WEATHER INSIDER: Like this story? Want more? Sign up for our newsletter

NASA is hoping to answer that question with a study, undertaken by happenstance, about the damage wrought in the Everglades and its recovery.

The research is born out of original projects looking at peat collapse and saltwater intrusion that included lengthy flyovers of 500-square-miles of remote Everglades in March and April 2017.

When the team from NASA’s Goddard Space Flight Center in Greenbelt, M.D., returned in December, the landscape was a coarse brown scab.

“It was just like broken toothpicks everywhere with trees splintered and all the stuff that would be in the canopy, twigs and branches, were on the ground,” said David Lagomasino, assistant research professor at the University of Maryland/NASA Goddard. “We realized we had this fantastic dataset from before the storm and what an opportunity it would be to start looking at the affects and regional patterns we get after the hurricane.”

via GIPHY

Check The Palm Beach Post live radar.

The tool being used for the study is called Goddard’s Lidar, Hyperspectral and Thermal Imager, or G-LiHT.

G-LiHT carries multiple instruments in one device that can take measurements simultaneously.
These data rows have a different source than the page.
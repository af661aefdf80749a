//! Wire types of the bridge protocol.
//!
//! Every message is one JSON object on its own line, tagged by `type`:
//!
//! ```text
//! → {"type":"status"}
//! ← {"type":"status","accessories":[{...}]}
//! → {"type":"set","accessory":"Sunset","characteristic":"offset","value":-15}
//! ← {"type":"ok"}
//! → {"type":"subscribe"}
//! ← {"type":"ok"}
//! ← {"type":"sensor","accessory":"Sunset","state":"event_active","at":"..."}
//! ```

use chrono::{DateTime, Utc};
use serde::{Deserialize, Serialize};

use crate::core::scheduler::{AccessoryStatus, SensorState};
use crate::geo::SolarPeriod;

/// Requests a client may send.
#[derive(Debug, Clone, PartialEq, Serialize, Deserialize)]
#[serde(tag = "type", rename_all = "snake_case")]
pub enum BridgeRequest {
    /// Status of every accessory, or of one when `accessory` is given.
    Status {
        #[serde(default, skip_serializing_if = "Option::is_none")]
        accessory: Option<String>,
    },
    /// Characteristic write, acknowledged once persisted.
    Set {
        accessory: String,
        characteristic: Characteristic,
        value: serde_json::Value,
    },
    Identify {
        accessory: String,
    },
    /// Turn this connection into an event stream.
    Subscribe,
}

/// Writable characteristics of an accessory.
#[derive(Debug, Clone, Copy, PartialEq, Eq, Serialize, Deserialize)]
#[serde(rename_all = "snake_case")]
pub enum Characteristic {
    Period,
    Offset,
    Enabled,
}

impl Characteristic {
    pub fn as_str(&self) -> &'static str {
        match self {
            Characteristic::Period => "period",
            Characteristic::Offset => "offset",
            Characteristic::Enabled => "enabled",
        }
    }

    pub fn from_name(name: &str) -> Option<Self> {
        match name.trim().to_ascii_lowercase().as_str() {
            "period" => Some(Characteristic::Period),
            "offset" => Some(Characteristic::Offset),
            "enabled" => Some(Characteristic::Enabled),
            _ => None,
        }
    }

    /// Interpret a raw JSON value for this characteristic.
    ///
    /// Periods accept a catalog index or a catalog name. An index that is out
    /// of range is passed through so the scheduler can reject it.
    pub fn parse_value(&self, value: &serde_json::Value) -> Result<Setting, String> {
        match self {
            Characteristic::Period => {
                if let Some(index) = value.as_u64() {
                    return usize::try_from(index)
                        .map(Setting::Period)
                        .map_err(|_| format!("period index {index} is out of range"));
                }
                value
                    .as_str()
                    .and_then(SolarPeriod::from_name)
                    .map(|period| Setting::Period(period.index()))
                    .ok_or_else(|| format!("'{value}' is not a known period"))
            }
            Characteristic::Offset => value
                .as_i64()
                .map(Setting::Offset)
                .ok_or_else(|| format!("offset must be a whole number of minutes, got {value}")),
            Characteristic::Enabled => value
                .as_bool()
                .map(Setting::Enabled)
                .ok_or_else(|| format!("enabled must be true or false, got {value}")),
        }
    }
}

/// A decoded characteristic write.
#[derive(Debug, Clone, Copy, PartialEq, Eq)]
pub enum Setting {
    Period(usize),
    Offset(i64),
    Enabled(bool),
}

/// Replies to a request, one per request.
#[derive(Debug, Clone, PartialEq, Serialize, Deserialize)]
#[serde(tag = "type", rename_all = "snake_case")]
pub enum BridgeResponse {
    Ok,
    Status { accessories: Vec<AccessoryStatus> },
    Error { message: String },
}

impl BridgeResponse {
    pub fn error(message: impl Into<String>) -> Self {
        BridgeResponse::Error {
            message: message.into(),
        }
    }
}

/// Events pushed to subscribed connections.
#[derive(Debug, Clone, PartialEq, Serialize, Deserialize)]
#[serde(tag = "type", rename_all = "snake_case")]
pub enum BridgeEvent {
    /// The contact sensor changed state.
    Sensor {
        accessory: String,
        state: SensorState,
        at: DateTime<Utc>,
    },
    /// The armed event timer changed; `next_fire` is `None` when idle.
    Scheduled {
        accessory: String,
        next_fire: Option<DateTime<Utc>>,
    },
}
That means instead of using a single device on individual flights and trying to match the images afterward, the sensors are all flying together collecting the same data at the same time.
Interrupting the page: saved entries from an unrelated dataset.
//! Next command - compute upcoming events offline.
//!
//! Reads the configuration and each accessory's saved state, then runs the
//! same occurrence search the daemon uses. Nothing is armed and no daemon is
//! contacted, which makes this the quickest way to check a location or an
//! offset before enabling a trigger.

use anyhow::{Context, Result};
use chrono::{DateTime, Local, Utc};
use std::path::Path;

use crate::config::{AccessoryConfig, Config};
use crate::core::scheduler::compute_next_occurrence;
use crate::geo::{Location, SolarPeriod, SolarTimesProvider, SunriseProvider};
use crate::state::{JsonFileStore, SolarConfig, StateStore, state_file_name};
use crate::time_source::{format_delay, parse_datetime};

/// Handle the next command.
///
/// # Arguments
/// * `config_dir` - Optional custom configuration directory
/// * `accessory` - Only compute for this accessory
/// * `at` - Compute from this instant instead of now
pub fn handle_next_command(
    config_dir: Option<&str>,
    accessory: Option<&str>,
    at: Option<&str>,
) -> Result<()> {
    let now = match at {
        Some(text) => parse_datetime(text).map_err(anyhow::Error::msg)?,
        None => Utc::now(),
    };

    let config = Config::load(config_dir.map(Path::new))?;
    let state_dir = config.state_dir()?;

    let accessories: Vec<&AccessoryConfig> = match accessory {
        Some(name) => vec![
            config
                .find(name)
                .with_context(|| format!("No accessory named '{name}' in the configuration"))?,
        ],
        None => config.accessories.iter().collect(),
    };

    log_version!();
    log_block_start!(
        "Computing from {}",
        now.with_timezone(&Local).format("%Y-%m-%d %H:%M:%S %Z")
    );

    let provider = SunriseProvider;
    for accessory in accessories {
        let store = JsonFileStore::new(state_dir.join(state_file_name(&accessory.name)));
        let solar = effective_config(accessory, &store);
        report_accessory(accessory, solar, now, &provider)?;
    }

    log_end!();
    Ok(())
}

/// Saved state if it is usable, otherwise the configured defaults.
fn effective_config(accessory: &AccessoryConfig, store: &dyn StateStore) -> SolarConfig {
    let defaults = SolarConfig {
        period: SolarPeriod::resolve_index(accessory.period_name()).0,
        offset_minutes: accessory.offset_minutes(),
        enabled: accessory.enabled(),
    };

    match store.retrieve(defaults) {
        Ok(saved) if saved.solar_period().is_some() => saved,
        Ok(saved) => {
            log_warning!(
                "Saved period index {} of '{}' is invalid, using configured defaults",
                saved.period,
                accessory.name
            );
            defaults
        }
        Err(e) => {
            log_warning!("Could not read saved state of '{}': {e}", accessory.name);
            defaults
        }
    }
}

fn report_accessory(
    accessory: &AccessoryConfig,
    solar: SolarConfig,
    now: DateTime<Utc>,
    provider: &dyn SolarTimesProvider,
) -> Result<()> {
    let location = Location::new(
        accessory.location.latitude(),
        accessory.location.longitude(),
    )?;
    let period = solar.solar_period().unwrap_or(SolarPeriod::ALL[0]);

    log_block_start!("Accessory '{}'", accessory.name);
    log_indented!(
        "Period: {period}, offset {} min{}",
        solar.offset_minutes,
        if solar.enabled { "" } else { " (trigger disabled)" }
    );

    match compute_next_occurrence(now, &location, period, solar.offset_minutes, provider) {
        Ok(occurrence) => log_indented!(
            "Next event: {} (in {})",
            occurrence.at.with_timezone(&Local).format("%Y-%m-%d %H:%M:%S"),
            format_delay(occurrence.delay)
        ),
        Err(e) => log_indented!("Next event: none ({e})"),
    }

    let today = location.solar_date(now);
    let times = provider.solar_times(today, &location);
    log_indented!("Solar times on {today}:");
    for candidate in SolarPeriod::ALL {
        let marker = if candidate == period { "*" } else { " " };
        match times.get(candidate) {
            Some(at) => log_indented!(
                "  {marker} {:<14} {}",
                candidate.name(),
                at.with_timezone(&Local).format("%H:%M:%S")
            ),
            None => log_indented!("  {marker} {:<14} does not occur", candidate.name()),
        }
    }
    Ok(())
}

/// Display help for the next command.
pub fn display_help() {
    log_version!();
    log_block_start!("next - Compute upcoming events without the daemon");
    log_block_start!("Usage: suncontact next [OPTIONS] [ACCESSORY]");
    log_block_start!("Arguments:");
    log_indented!("ACCESSORY  Only show this accessory");
    log_block_start!("Options:");
    log_indented!("--at <time>           Compute from \"YYYY-MM-DD HH:MM:SS\" (UTC) or RFC 3339");
    log_indented!("-c, --config <dir>    Configuration directory");
    log_block_start!("Examples:");
    log_indented!("suncontact next");
    log_indented!("suncontact next Sunset --at \"2024-12-21 12:00:00\"");
    log_end!();
}

#[cfg(test)]
mod tests {
    use super::*;
    use crate::config::LocationConfig;
    use crate::state::MemoryStore;

    fn accessory() -> AccessoryConfig {
        AccessoryConfig {
            name: "Sunset".to_string(),
            version: None,
            location: LocationConfig::Pair([0.0, 0.0]),
            period: Some("dusk".to_string()),
            offset: Some(-10),
            enabled: Some(true),
        }
    }

    #[test]
    fn test_defaults_without_saved_state() {
        let solar = effective_config(&accessory(), &MemoryStore::new());
        assert_eq!(solar.period, SolarPeriod::Dusk.index());
        assert_eq!(solar.offset_minutes, -10);
        assert!(solar.enabled);
    }

    #[test]
    fn test_saved_state_wins_over_configuration() {
        let saved = SolarConfig {
            period: SolarPeriod::Sunrise.index(),
            offset_minutes: 5,
            enabled: false,
        };
        let solar = effective_config(&accessory(), &MemoryStore::with_saved(saved));
        assert_eq!(solar, saved);
    }

    #[test]
    fn test_invalid_saved_period_falls_back_to_defaults() {
        let saved = SolarConfig {
            period: 99,
            offset_minutes: 5,
            enabled: false,
        };
        let solar = effective_config(&accessory(), &MemoryStore::with_saved(saved));
        assert_eq!(solar.period, SolarPeriod::Dusk.index());
    }

    #[test]
    fn test_report_runs_with_the_real_provider() {
        let now = Utc::now();
        let solar = effective_config(&accessory(), &MemoryStore::new());
        assert!(report_accessory(&accessory(), solar, now, &SunriseProvider).is_ok());
    }
}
The G-LiHT can create 3D images of the forest, including showing the height of plants, topography, and consistency of the tree canopy. It also carries high-resolution cameras and an infrared instrument that can measure plant health based on the amount of reflection from their leaves.

Preliminary results have found that areas that once had 90 percent tree canopy cover were reduced to 10 percent, Lagomasino said. In hardest hit regions, the forest canopy was shortened by 3 to 5 feet by fallen branches and trees.
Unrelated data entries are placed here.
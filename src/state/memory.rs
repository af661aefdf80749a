//! Volatile state store.

use std::cell::RefCell;
use std::rc::Rc;

use super::{SolarConfig, StateStore};
use crate::error::StoreError;

#[derive(Debug, Default)]
struct Inner {
    saved: Option<SolarConfig>,
    failing: bool,
    writes: usize,
}

/// In-memory [`StateStore`].
///
/// Clones share the same record, so a test can keep a handle to inspect what
/// the scheduler wrote or to make the next writes fail.
#[derive(Debug, Clone, Default)]
pub struct MemoryStore {
    inner: Rc<RefCell<Inner>>,
}

impl MemoryStore {
    pub fn new() -> Self {
        Self::default()
    }

    /// A store that already holds `config`.
    pub fn with_saved(config: SolarConfig) -> Self {
        let store = Self::new();
        store.inner.borrow_mut().saved = Some(config);
        store
    }

    /// Make every subsequent `store` call fail (or succeed again).
    pub fn set_failing(&self, failing: bool) {
        self.inner.borrow_mut().failing = failing;
    }

    /// The last acknowledged snapshot.
    pub fn saved(&self) -> Option<SolarConfig> {
        self.inner.borrow().saved
    }

    /// Number of acknowledged writes.
    pub fn writes(&self) -> usize {
        self.inner.borrow().writes
    }
}

impl StateStore for MemoryStore {
    fn retrieve(&self, default: SolarConfig) -> Result<SolarConfig, StoreError> {
        Ok(self.inner.borrow().saved.unwrap_or(default))
    }

    fn store(&mut self, config: &SolarConfig) -> Result<(), StoreError> {
        let mut inner = self.inner.borrow_mut();
        if inner.failing {
            return Err(StoreError::Rejected("store is read-only".to_string()));
        }
        inner.saved = Some(*config);
        inner.writes += 1;
        Ok(())
    }
}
“So an area where you had a thick layer of green, where you wouldn’t see the sun at all through it, you now have full sun,” Lagomasino said.

Related: Photos show paradise destroyed in the Florida Keys

When the data is fully compared, researchers hope to have a better idea about the vulnerability of Florida’s coastal ecosystems to storms, and why some areas may be more resilient than others.

While the study is focused in Florida, with sister research ongoing in Puerto Rico, there are similar ecosystems around the world that also get hit by hurricanes and could benefit from the findings. Mangroves are especially important because they act as a nursery for many fish species, protect the coastline from erosion and take carbon from the atmosphere, storing it in their trunks.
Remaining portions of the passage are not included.